Since my article in the Harvard Business Review where I postulated that African leaders should forget following China’s playbook, on industrialization, I have received an unusual level of feedback. My point remains that AI (artificial intelligence) will disintermediate the low level manufacturing jobs which made China attractive to North America and Europe, and Africa cannot count on those jobs as wages rise in China, because AI and robots will do those jobs in North America and Europe, removing any need for them to be outsourced.
Interestingly, whenever factories open in the continent, people send links, asking for my comments. Today, I received one from a business school dean in Kenya who wants my perspectives as Mara Group sets up a smartphone factory in Rwanda.
First, congratulations to Mara. The challenge though is that manufacturing electronics in Africa would be severely challenging since the supporting industries do not exist. And in a sector that rides on volume for better unit economics, Mara has to swim huge waters. Typically, people assemble to win tax benefits but here Mara is going into real “manufacturing” as it noted in the announcement. They are brave because as an electronics man, there is a drumbeat they are hearing which many of us are unable to pick the decibels.

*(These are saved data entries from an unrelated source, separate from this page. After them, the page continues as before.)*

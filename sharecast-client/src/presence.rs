//! Keeps the local user listed in a room's presence

use std::time::Duration;

use serde::Deserialize;
use sharecast_core::models::{Identity, RoomId};
use tokio::task::JoinHandle;
use tokio_util::sync::CancellationToken;
use tracing::{debug, warn};
use url::Url;

use crate::error::{ClientError, Result};

const DEFAULT_INTERVAL: Duration = Duration::from_secs(20);

#[derive(Debug, Clone, Copy, PartialEq, Eq)]
enum Action {
    Join,
    Leave,
}

impl Action {
    const fn as_str(self) -> &'static str {
        match self {
            Self::Join => "join",
            Self::Leave => "leave",
        }
    }
}

/// Response of `GET /presence`
#[derive(Debug, Clone, PartialEq, Eq, Deserialize)]
pub struct RoomPresence {
    pub room: RoomId,
    pub participants: Vec<Identity>,
    pub count: usize,
}

#[derive(Debug, Clone)]
pub struct PresenceHeartbeat {
    http: reqwest::Client,
    url: Url,
    room: RoomId,
    identity: Identity,
    interval: Duration,
}

impl PresenceHeartbeat {
    pub fn new(gateway_url: &str, room: RoomId, identity: Identity) -> Result<Self> {
        let mut url = Url::parse(gateway_url)
            .map_err(|e| ClientError::InvalidUrl(format!("{gateway_url}: {e}")))?;
        url.path_segments_mut()
            .map_err(|()| ClientError::InvalidUrl(gateway_url.to_string()))?
            .pop_if_empty()
            .push("presence");
        let http = reqwest::Client::builder()
            .timeout(Duration::from_secs(10))
            .build()
            .map_err(|e| ClientError::Transport(e.to_string()))?;

        Ok(Self {
            http,
            url,
            room,
            identity,
            interval: DEFAULT_INTERVAL,
        })
    }

    #[must_use]
    pub const fn with_interval(mut self, interval: Duration) -> Self {
        self.interval = interval;
        self
    }

    /// Join now and every interval; leave once `cancel` fires
    pub fn spawn(self, cancel: CancellationToken) -> JoinHandle<()> {
        tokio::spawn(async move {
            let mut ticker = tokio::time::interval(self.interval);
            loop {
                tokio::select! {
                    () = cancel.cancelled() => break,
                    _ = ticker.tick() => {
                        if let Err(e) = self.send(Action::Join).await {
                            warn!(room = %self.room, identity = %self.identity, error = %e, "Presence heartbeat failed");
                        }
                    }
                }
            }

            if let Err(e) = self.send(Action::Leave).await {
                warn!(room = %self.room, identity = %self.identity, error = %e, "Presence leave failed");
            }
        })
    }

    async fn send(&self, action: Action) -> Result<()> {
        let mut url = self.url.clone();
        url.query_pairs_mut()
            .append_pair("room", self.room.as_str())
            .append_pair("identity", self.identity.as_str())
            .append_pair("action", action.as_str());

        let response = self
            .http
            .post(url)
            .send()
            .await
            .map_err(|e| ClientError::Transport(e.to_string()))?;
        let status = response.status();
        if !status.is_success() {
            return Err(ClientError::Transport(format!("presence returned {status}")));
        }
        debug!(room = %self.room, identity = %self.identity, action = action.as_str(), "Presence sent");
        Ok(())
    }

    /// Current participants of the room
    pub async fn participants(&self) -> Result<RoomPresence> {
        let mut url = self.url.clone();
        url.query_pairs_mut().append_pair("room", self.room.as_str());
        self.http
            .get(url)
            .send()
            .await
            .and_then(reqwest::Response::error_for_status)
            .map_err(|e| ClientError::Transport(e.to_string()))?
            .json()
            .await
            .map_err(|e| ClientError::Transport(e.to_string()))
    }
}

Rwanda’s Mara Group launched two smartphones on Monday, describing them as the first “Made in Africa” models and giving a boost to the country’s ambitions to become a regional technology hub.
The Mara X and Mara Z will use Google’s Android operating system and cost 175,750 Rwandan francs ($190) and 120,250 Rwandan francs ($130) respectively.
They will compete with Samsung, whose cheapest smartphone costs 50,000 Rwandan francs ($54), and non-branded phones at 35,000 Rwandan francs ($37). Mara Group CEO Ashish Thakkar said it was targeting customers willing to pay more for quality.
“This is the first smartphone manufacturer in Africa,” Thakkar told Reuters after touring the company alongside Rwanda’s President Paul Kagame.
To execute this playbook, Mara will become a chemical company, a mechanical company, an electronics company, and so on. In other words, it has to do many things by itself since Rwanda does not have the feeder companies that can provide those services yet, unlike say in China, where some of those auxiliary could be outsourced. Of course, the presence of Mara could stimulate the arrival of those companies in the economy, creating a virtuous circle.
But it has to be super-lucky as no company in Africa (excluding South Africa) has ever executed that playbook yet, from Zinox to Omatek, using Nigerian companies as case studies. To import chemicals, parts and packaging materials separately will always cost more than importing finished products or semi-finished products.
Then, there are other players like TECNO, Oppo and Samsung which remain as competitors in Africa. To win, Mara needs to have huge volume because a firm that produces 5,000,000 units will have a natural advantage over another that could make say 500,000 due to economies of scale which work in electronics. As volume increases, costs of parts and production drop.
The Mara strategy is confusing, to me, because its products are already more expensive than some TECNO brands; the most affordable brand of TECNO goes for about $70 in some African markets but Mara is priced at $130 for the cheapest. Had Mara used the low cost strategy, I would have concluded it was moving with a double play strategy: give affordable phones to unlock a service business in future, and through the services make money. But that is not the playbook here.
To the dean’s question, AI and robots have not taken over making phones. So, nothing has changed therein. On Mara, we congratulate it and will be watching this playbook.